** Action item **
Search the lines of the records for the word "crate", and copy every line that has it.

[Collected data]

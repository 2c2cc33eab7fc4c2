//! Profile factory trait.

use super::registry::ProfileRegistry;
use super::ImpersonationProfile;
use crate::base::profileerror::ProfileError;

/// Anything that can produce an [`ImpersonationProfile`].
///
/// Implemented by the browser version enums (which resolve through the
/// built-in registry), by registry names, and by profiles themselves, so
/// [`Client::apply`](crate::client::Client::apply) and
/// [`ClientBuilder::profile`](crate::client::ClientBuilder::profile) accept
/// any of them.
pub trait ProfileFactory {
    /// Resolve to a profile.
    fn profile(self) -> Result<ImpersonationProfile, ProfileError>;
}

impl ProfileFactory for ImpersonationProfile {
    #[inline]
    fn profile(self) -> Result<ImpersonationProfile, ProfileError> {
        Ok(self)
    }
}

impl ProfileFactory for &ImpersonationProfile {
    #[inline]
    fn profile(self) -> Result<ImpersonationProfile, ProfileError> {
        Ok(self.clone())
    }
}

impl ProfileFactory for &str {
    fn profile(self) -> Result<ImpersonationProfile, ProfileError> {
        ProfileRegistry::builtin()?.get(self).cloned()
    }
}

** Result of the exercise **
use crate::base::profileerror::ProfileError;
/// [`Client::apply`](crate::client::Client::apply) and
/// [`ClientBuilder::profile`](crate::client::ClientBuilder::profile) accept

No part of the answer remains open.